We do the same thing. OSPF between ToR switches, BGP to all of the hosts
with each one advertising its own /32 (each has 2 NICs).

On Mon, Jun 6, 2016 at 6:29 AM, Luis Periquito <[email protected]> wrote:

> Nick,
>
> TL;DR: works brilliantly :)
>
> Where I work we have all of the ceph nodes (and a lot of other stuff)

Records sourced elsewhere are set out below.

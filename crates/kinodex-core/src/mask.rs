//! Category masks.
//!
//! Search results carry a trailing annotation like `(TV)` or `(VG)`.
//! Depending on what the caller is looking for, some categories must be
//! present and others must be absent; a mask bundles those requirements
//! so candidate collection can apply them uniformly.

use std::sync::LazyLock;

use regex::Regex;

use crate::provider::RawHit;

static CATEGORY_TAG: LazyLock<Regex> =
    LazyLock::new(|| Regex::new(r"(?i)\(([a-z]+)\)").unwrap());

/// How strictly result categories are filtered.
#[derive(Debug, Clone, Copy, PartialEq, Eq, Default)]
pub enum MaskMode {
    /// Everything passes.
    #[default]
    None,
    /// Films and shows: video-game results are rejected.
    Video,
    /// Video games only.
    VideoGame,
}

impl MaskMode {
    /// Stable numeric form used as part of lookup-store keys.
    pub fn as_db_int(self) -> i64 {
        match self {
            MaskMode::None => 0,
            MaskMode::Video => 1,
            MaskMode::VideoGame => 2,
        }
    }
}

/// One requirement: a category tag that must (or must not) appear.
#[derive(Debug, Clone)]
struct MaskRule {
    /// `true` rejects hits carrying the tag; `false` rejects hits
    /// missing it.
    exclude: bool,
    tag: &'static str,
}

/// Compiled category filter for one query.
#[derive(Debug, Clone, Default)]
pub struct Mask {
    mode: MaskMode,
    rules: Vec<MaskRule>,
}

impl Mask {
    /// Build the mask for a query's flags.
    ///
    /// Masking only applies when the caller wants it (`enabled`); the
    /// `game` flag then picks between the video and video-game variants.
    pub fn for_flags(enabled: bool, game: bool) -> Self {
        if !enabled {
            return Self::default();
        }
        if game {
            Self {
                mode: MaskMode::VideoGame,
                rules: vec![MaskRule { exclude: false, tag: "VG" }],
            }
        } else {
            Self {
                mode: MaskMode::Video,
                rules: vec![MaskRule { exclude: true, tag: "VG" }],
            }
        }
    }

    pub fn mode(&self) -> MaskMode {
        self.mode
    }

    /// Whether a hit violates any rule of this mask.
    ///
    /// Rules are checked in order and the first violation wins; with no
    /// rules nothing can fail.
    pub fn fails(&self, hit: &RawHit) -> bool {
        if self.rules.is_empty() {
            return false;
        }
        let tag = CATEGORY_TAG
            .captures(&hit.category)
            .and_then(|caps| caps.get(1))
            .map(|m| m.as_str().to_uppercase());
        for rule in &self.rules {
            let has = tag.as_deref() == Some(rule.tag);
            if (rule.exclude && has) || (!rule.exclude && !has) {
                return true;
            }
        }
        false
    }
}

> using OSPF and BGP server attachment. With that we're able to implement
> solutions like Anycast addresses, removing the need to add load balancers,
> for the radosgw solution.
>
> The biggest issues we've had were around the per-flow vs per-packets
> traffic load balancing, but as long as you keep it simple you shouldn't
> have any issues.
>
> Currently we have a P2P network between the servers and the ToR switches
> on a /31 subnet, and then create a virtual loopback address, which is the
> interface we use for all communications. Running tests like iperf we're
> able to reach 19Gbps (on a 2x10Gbps network). OTOH we no longer have the
> ability to separate traffic between public and osd network, but never
> really felt the need for it.
>
> Also spend a bit of time planning how the network will look like and it's
> topology. If done properly (think details like route summarization) then
> it's really worth the extra effort.
>
>
>
> On Mon, Jun 6, 2016 at 11:57 AM, Nick Fisk <[email protected]> wrote:
>
>> Hi All,
>>
>>
>>
>> Has anybody had any experience with running the network routed down all
>> the way to the host?
>>
>>
>>
>> I know the standard way most people configured their OSD nodes is to bond
>> the two nics which will then talk via a VRRP gateway and then probably from
>> then on the networking is all Layer3. The main disadvantage I see here is
>> that you need a beefy inter switch link to cope with the amount of traffic
>> flowing between switches to the VRRP address. I’ve been trying to design
>> around this by splitting hosts into groups with different VRRP gateways on
>> either switch, but this relies on using active/passive bonding on the OSD
>> hosts to make sure traffic goes from the correct Nic to the directly
>> connected switch.
>>
>>
>>
>> What I was thinking, instead of terminating the Layer3 part of the
>> network at the access switches, terminate it at the hosts. If each Nic of
>> the OSD host had a different subnet and the actual “OSD Server” address
>> bound to a loopback adapter, OSPF should advertise this loopback adapter
>> address as reachable via the two L3 links on the physically attached Nic’s.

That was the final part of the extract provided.